Does Disruption Create Value or Destroy It?

It is difficult to separate disruption from evolving technology. Evolving technology such as driverless cars or even electric cars can cause disruption in the marketplace or for the manufacturer or for the user or both. Except through a slower evolution, there is time for companies and people to readjust. Disruption can also be abrupt.

The necessary is impossible. The impossible is necessary.

While $150 billion to $200 billion of traditional automotive supplier revenues are at risk over the next decade, more than $700 billion of opportunities exist for Value chain players to capture, according to Deloitte’s third annual “2018 Global Automotive Supplier Study.”

When the rate of change outside exceeds the rate of change inside, the end is in sight.

–Jack Welch

Some say that disruption is connotatively and denotatively negative. I do not agree. We will show disruption can be positive for some and negative for others. Entrepreneurship is the creation and capture of extraordinary Value. Placing Value creation (usually economic) at the heart of entrepreneurship helps us recognize (and therefore engage in) disruption where it is often ignored. Dan Isenberg says1 “Creation and disruption are virtual opposites. This distinction is both practical and important; because people can create a lot of disruptive innovation while destroying Value rather than creating it. Let me take an extreme (and painful) example to make the point: On September 11, 2001, a group of 19 men disrupted life as many of us knew it, killing thousands, shaking our feelings of safety, and disrupting the normal course of events in the world’s most powerful cultural and commercial center while negatively impacting the lives of many millions. The masterminds of this terrorism used totally unanticipated and novel methods that defied detection by the best trained intelligence apparatus in the world.”

The 9/11 terrorists were disruptive innovators. Isenberg continues: “Don’t try to escape your (and my own) discomfort with this by forcing the definition of innovation as intrinsically good, it won’t hold much water.” This tragic example warns us not to treat disruption as a good in and of itself, and suggests that entrepreneurs recognize that disruption is neither an objective of, nor a strategy for, entrepreneurship; sometimes it is a by-product.

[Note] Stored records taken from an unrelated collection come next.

//! Small keyword dictionaries used when the model is unavailable, plus the
//! local safety hazard table.

use super::ingredient::Category;

const SIZE_WORDS: &[&str] = &[
    "extra large", "extra small", "tiny", "small", "medium", "large", "huge", "mini", "standard",
    "big", "xl",
];

const UNITS: &[&str] = &[
    "ml", "l", "liter", "liters", "litre", "litres", "cl", "oz", "gallon", "gallons", "cm", "mm",
    "m", "in", "inch", "inches", "ft", "foot", "feet", "g", "kg", "lb", "lbs",
];

/// Material keyword → canonical name.
const MATERIALS: &[(&str, &str)] = &[
    ("aluminium", "aluminum"),
    ("aluminum", "aluminum"),
    ("plastic", "plastic"),
    ("pet", "plastic"),
    ("glass", "glass"),
    ("stainless steel", "steel"),
    ("steel", "steel"),
    ("tin", "tin"),
    ("copper", "copper"),
    ("metal", "metal"),
    ("wooden", "wood"),
    ("wood", "wood"),
    ("bamboo", "bamboo"),
    ("cardboard", "cardboard"),
    ("paper", "paper"),
    ("cotton", "cotton"),
    ("denim", "denim"),
    ("wool", "wool"),
    ("fabric", "fabric"),
    ("leather", "leather"),
    ("rubber", "rubber"),
    ("cork", "cork"),
    ("ceramic", "ceramic"),
    ("jute", "jute"),
    ("hemp", "hemp"),
    ("silicone", "silicone"),
    ("foam", "foam"),
];

const CONDITIONS: &[&str] = &[
    "like new", "new", "good", "used", "worn", "damaged", "broken", "clean", "dirty", "rusty",
    "cracked", "faded",
];

/// Checked in this order so that e.g. "glue gun" is a tool, not a fastener.
const CATEGORY_WORDS: &[(Category, &[&str])] = &[
    (
        Category::Tool,
        &[
            "glue gun", "scissors", "knife", "drill", "hammer", "saw", "brush", "needle", "pliers",
            "screwdriver", "stapler", "cutter",
        ],
    ),
    (
        Category::Fastener,
        &[
            "twine", "string", "rope", "tape", "glue", "wire", "nail", "screw", "zip tie", "clip",
            "rubber band", "thread", "velcro", "cord", "staple", "bolt",
        ],
    ),
    (
        Category::Container,
        &[
            "bottle", "jar", "can", "box", "tin", "carton", "jug", "tub", "cup", "bucket",
            "basket", "crate", "container", "bag", "pot", "tray",
        ],
    ),
    (
        Category::Decorative,
        &[
            "ribbon", "paint", "button", "bead", "sequin", "glitter", "sticker", "lace", "shell",
            "feather", "fabric scrap", "yarn",
        ],
    ),
];

/// Pairs that must never be combined.
const HAZARD_PAIRS: &[(&str, &str)] = &[
    ("bleach", "ammonia"),
    ("bleach", "vinegar"),
    ("bleach", "rubbing alcohol"),
    ("hydrogen peroxide", "vinegar"),
];

/// Materials that are unsafe on their own.
const HAZARD_SINGLES: &[&str] = &["asbestos", "lead paint", "mercury"];

/// Words that mean "I don't know" rather than an answer.
const NON_ANSWERS: &[&str] = &[
    "idk", "i don't know", "i dont know", "don't know", "dont know", "no idea", "not sure",
    "unknown", "no clue", "dunno", "whatever", "skip", "pass", "?",
];

const FILLER_PREFIXES: &[&str] = &[
    "it's ", "its ", "it is ", "they're ", "they are ", "that's ", "that is ", "i think ",
    "maybe ", "probably ", "a ", "an ", "the ", "some ",
];

fn tokens(text: &str) -> Vec<String> {
    text.to_lowercase()
        .split(|c: char| !c.is_alphanumeric())
        .filter(|t| !t.is_empty())
        .map(str::to_string)
        .collect()
}

fn word_matches(token: &str, word: &str) -> bool {
    token == word
        || token
            .strip_suffix("es")
            .map(|t| t == word)
            .unwrap_or(false)
        || token.strip_suffix('s').map(|t| t == word).unwrap_or(false)
}

/// Whole-word (plural-tolerant) phrase match.
pub fn contains_phrase(text: &str, phrase: &str) -> bool {
    let hay = tokens(text);
    let needle = tokens(phrase);
    if needle.is_empty() || needle.len() > hay.len() {
        return false;
    }
    hay.windows(needle.len())
        .any(|w| w.iter().zip(&needle).all(|(t, n)| word_matches(t, n)))
}

/// Canonical material mentioned in `text`.
pub fn infer_material(text: &str) -> Option<String> {
    MATERIALS
        .iter()
        .find(|(kw, _)| contains_phrase(text, kw))
        .map(|(_, canonical)| canonical.to_string())
}

/// Size word or a number followed by a unit ("500 ml", "30cm").
pub fn infer_size(text: &str) -> Option<String> {
    let toks = tokens(text);
    for (i, tok) in toks.iter().enumerate() {
        let digits_end = tok.find(|c: char| !c.is_ascii_digit()).unwrap_or(tok.len());
        if digits_end == 0 {
            continue;
        }
        let (num, rest) = tok.split_at(digits_end);
        if !rest.is_empty() && UNITS.contains(&rest) {
            return Some(format!("{} {}", num, rest));
        }
        if rest.is_empty() {
            if let Some(unit) = toks.get(i + 1).filter(|u| UNITS.contains(&u.as_str())) {
                return Some(format!("{} {}", num, unit));
            }
        }
    }
    SIZE_WORDS
        .iter()
        .find(|w| contains_phrase(text, w))
        .map(|w| w.to_string())
}

pub fn infer_condition(text: &str) -> Option<String> {
    CONDITIONS
        .iter()
        .find(|w| contains_phrase(text, w))
        .map(|w| w.to_string())
}

/// Heuristic category from an ingredient's name and material.
pub fn infer_category(text: &str) -> Category {
    CATEGORY_WORDS
        .iter()
        .find(|(_, words)| words.iter().any(|w| contains_phrase(text, w)))
        .map(|(c, _)| *c)
        .unwrap_or(Category::Other)
}

/// Leading count in a description ("3 plastic water bottles" → 3), defaulting to 1.
pub fn leading_quantity(text: &str) -> u32 {
    text.split_whitespace()
        .next()
        .and_then(|w| w.parse::<u32>().ok())
        .filter(|n| *n > 0)
        .unwrap_or(1)
}

pub fn is_non_answer(answer: &str) -> bool {
    let lower = answer.trim().to_lowercase();
    let stripped = lower.trim_end_matches(|c: char| c == '.' || c == '!');
    stripped.is_empty()
        || NON_ANSWERS.iter().any(|n| {
            stripped.starts_with(n)
                && stripped[n.len()..]
                    .chars()
                    .next()
                    .map_or(true, |c| !c.is_alphanumeric())
        })
}

/// Answer with conversational filler and punctuation removed.
pub fn clean_answer(answer: &str) -> String {
    let mut text = answer
        .trim()
        .trim_matches(|c: char| c.is_ascii_punctuation() || c.is_whitespace())
        .to_string();
    loop {
        let lower = text.to_lowercase();
        match FILLER_PREFIXES.iter().find(|p| lower.starts_with(*p)) {
            Some(p) => text = text[p.len()..].trim_start().to_string(),
            None => break,
        }
    }
    text
}

/// Hazard descriptions found in `text`.
pub fn hazards_in(text: &str) -> Vec<String> {
    let mut found: Vec<String> = HAZARD_PAIRS
        .iter()
        .filter(|(a, b)| contains_phrase(text, a) && contains_phrase(text, b))
        .map(|(a, b)| format!("combines {} with {}", a, b))
        .collect();
    found.extend(
        HAZARD_SINGLES
            .iter()
            .filter(|h| contains_phrase(text, h))
            .map(|h| format!("uses {}", h)),
    );
    found
}

/// Approximate weight of one reused item by material, in grams.
pub fn typical_weight_grams(material: &str) -> u32 {
    match material {
        "plastic" => 25,
        "aluminum" | "tin" => 15,
        "glass" => 200,
        "cardboard" | "paper" => 50,
        "wood" | "bamboo" => 150,
        "steel" | "metal" | "copper" => 100,
        "cotton" | "denim" | "wool" | "fabric" => 100,
        _ => 50,
    }
}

People are starting to understand the logic of Value creation in disruption. Thrive (2016) states:

This (disruptive) environment leaves a credit union with no option but to disrupt itself before someone else does. At the core of the disruption battle is Value creation. How the credit union define, create, and deliver Value to the members they serve is critical to understanding how to improve their offerings and delivery channels.

Robert Fellner (2017)2 states that Value creation is more important than job creation for the economy.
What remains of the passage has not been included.